Friday, April 5 at 4:30 PM & Saturday, April 6 at 9:00 PM

Madison Premiere • narrative • Kenya, South Africa, France, Lebanon, Norway, The Netherlands, Germany • 2018 • DCP • English, Swahili with English subtitles • 82 MIN

Kena spends her days skateboarding and hanging out with friends in her Nairobi neighborhood, as she waits on exam results to start nurse training. When charismatic, rainbow-haired Ziki catches Kena’s eye one afternoon, they quickly begin a tender, private romance that is complicated by their rival political families and prohibited by their conservative, religious environment. As Ziki and Kena grow closer, their parents, friends, and neighbors notice and react with rumors threatening the love and joy the young women find in each other. With its expressive cinematography and vivid settings and costumes, Rafiki portrays Ziki and Kena’s relationship with both realism and hope, grounded in the understated, beautiful performances of lead actresses Samantha Mugatsia and Sheila Munyiva. Director Wanuri Kahiu’s vibrant sophomore feature was Kenya’s first entry at the Cannes Film Festival, but it was banned in its home country for its positive representation of a same-sex romance.

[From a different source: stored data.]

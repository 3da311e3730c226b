use anyhow::Result;
use drone_mission::db::query::Query;
use drone_mission::db::{DroneRepository, SqliteDroneRepository};
use drone_mission::Error;

mod test_utils;
use test_utils::{create_test_drone, create_test_repo};

#[test]
fn test_empty_registry() -> Result<()> {
    let (mut repo, _dir) = create_test_repo()?;
    assert!(repo.get_all_drones()?.is_empty());
    assert!(repo.get_drone_by_id(1)?.is_none());
    Ok(())
}

#[test]
fn test_add_then_list() -> Result<()> {
    let (mut repo, _dir) = create_test_repo()?;

    let drone = create_test_drone("SN-001");
    let id = repo.add_drone(&drone)?;
    assert!(id > 0);

    let drones = repo.get_all_drones()?;
    assert_eq!(drones.len(), 1);
    assert_eq!(drones[0].id, id);
    assert_eq!(drones[0].drone, drone);
    Ok(())
}

#[test]
fn test_list_ordered_by_id() -> Result<()> {
    let (mut repo, _dir) = create_test_repo()?;
    for serial in ["SN-C", "SN-A", "SN-B"] {
        repo.add_drone(&create_test_drone(serial))?;
    }

    let serials: Vec<_> = repo
        .get_all_drones()?
        .into_iter()
        .map(|record| record.drone.serial_number)
        .collect();
    assert_eq!(serials, vec!["SN-C", "SN-A", "SN-B"]);
    Ok(())
}

#[test]
fn test_get_by_id_and_serial() -> Result<()> {
    let (mut repo, _dir) = create_test_repo()?;
    let first = repo.add_drone(&create_test_drone("SN-001"))?;
    let second = repo.add_drone(&create_test_drone("SN-002"))?;

    let record = repo.get_drone_by_id(second)?.unwrap();
    assert_eq!(record.drone.serial_number, "SN-002");

    let record = repo.get_drone_by_serial("SN-001")?.unwrap();
    assert_eq!(record.id, first);

    assert!(repo.get_drone_by_serial("SN-404")?.is_none());
    Ok(())
}

#[test]
fn test_lookup_values_are_bound() -> Result<()> {
    let (mut repo, _dir) = create_test_repo()?;
    repo.add_drone(&create_test_drone("SN-001"))?;
    repo.add_drone(&create_test_drone("SN-002"))?;

    // The hostile value is a bound parameter, so it only ever compares as a literal.
    let query = SqliteDroneRepository::select_drones()
        .filter("id = ?")
        .add_params(["1 OR 1=1".to_string()]);
    assert_eq!(query.sql().matches('?').count(), 1);
    assert!(repo.find_drones(&query)?.is_empty());

    assert!(repo.get_drone_by_serial("' OR '1'='1")?.is_none());
    Ok(())
}

#[test]
fn test_update_drone() -> Result<()> {
    let (mut repo, _dir) = create_test_repo()?;
    let id = repo.add_drone(&create_test_drone("SN-001"))?;

    let mut updated = create_test_drone("SN-001");
    updated.max_speed = 120;
    updated.model = "Mavic 3 Pro".to_string();
    repo.update_drone(id, &updated)?;

    assert_eq!(repo.get_drone_by_id(id)?.unwrap().drone, updated);
    Ok(())
}

#[test]
fn test_remove_drone() -> Result<()> {
    let (mut repo, _dir) = create_test_repo()?;
    let id = repo.add_drone(&create_test_drone("SN-001"))?;
    let kept = repo.add_drone(&create_test_drone("SN-002"))?;

    repo.remove_drone(id)?;
    assert!(repo.get_drone_by_id(id)?.is_none());
    assert_eq!(repo.get_all_drones()?.len(), 1);
    assert!(repo.get_drone_by_id(kept)?.is_some());
    Ok(())
}

#[test]
fn test_missing_drone_errors() -> Result<()> {
    let (mut repo, _dir) = create_test_repo()?;

    let err = repo.remove_drone(42).unwrap_err();
    assert!(matches!(err, Error::NotFound { id: 42 }));

    let err = repo.update_drone(7, &create_test_drone("SN-007")).unwrap_err();
    assert!(matches!(err, Error::NotFound { id: 7 }));
    Ok(())
}

#[test]
fn test_data_survives_reconnect() -> Result<()> {
    let (mut repo, dir) = create_test_repo()?;
    let id = repo.add_drone(&create_test_drone("SN-001"))?;
    repo.close()?;
    repo.close()?;

    // Reopens lazily on the next call.
    assert!(repo.get_drone_by_id(id)?.is_some());

    let mut reopened = SqliteDroneRepository::open(dir.path().join("test.db"))?;
    assert_eq!(reopened.get_all_drones()?.len(), 1);
    Ok(())
}

#[test]
fn test_in_memory_repository() -> Result<()> {
    let mut repo = SqliteDroneRepository::open_in_memory()?;
    repo.add_drone(&create_test_drone("SN-MEM"))?;
    assert_eq!(repo.get_all_drones()?.len(), 1);
    Ok(())
}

Presented with support from UW–Madison African Studies Program and Gender & Sexuality Campus Center.

Secret Music

Sunday, April 7 at 11:00 AM

Midwest Premiere • documentary • USA • 2018 • Digital • English • 80 MIN

In Secret Music, Pulitzer prize-winning composer David Del Tredici takes us step-by-step through the process that led to his transformative and uninhibited commitment to writing what he calls “gay music,” a repertoire that honors the joys and struggles of his life as a gay man, as well as of gay life, as he understands it. This clear-eyed and intimate documentary (by concert pianist and music theorist, Daniel Beliavsky) treats us to relaxed and expansive interviews with its subject. It also grants us front row seats when Del Tredici puts vocalists and Beliavsky through their paces as they rehearse some of his most provocative and challenging pieces, including a song derived from the ecstatically explicit Allen Ginsberg poem, “Please Master.” Secret Music is a rare glimpse of the work and thought that goes into art, a profound and revelatory experience for music lovers and the uninitiated alike.

Presented with support from Dairy Farmers of Wisconsin and UW-Madison Gender & Sexuality Campus Center.

The White Crow

Thursday, April 11, 2019 8:15 PM

Wisconsin Premiere • narrative • UK, France • 2018 • DCP • English, Russian, French with English subtitles • 127 MIN

In his third outing as director, Ralph Fiennes dramatically recreates the true story of Soviet ballet superstar Rudolf Nureyev and his defection to the West in 1961. As The White Crow begins, we find the 22-year-old Nureyev (played by professional dancer Oleg Ivenko) dressed in a black beret and a dark suit on a plane flying from St Petersburg to Paris. Nureyev, not yet the figure of legend he would become, is a member of the world-renowned Kirov Ballet Company, travelling for the first time outside the Soviet Union. Parisian life delights Nureyev and the young dancer, also a gay man, is eager to consume all the culture, art and music the dazzling city has to offer. This incredible journey by a unique artist will transform the world of ballet forever. Fiennes, who co-stars as Nureyev’s ballet master and mentor Alexander Pushkin, has made a movie that is “lovely, elegant…[with] a true-life East-meets-West intrigue to rival Cold War… the film’s many ballet scenes are stunning, to say the least” (Peter Debruge, Variety).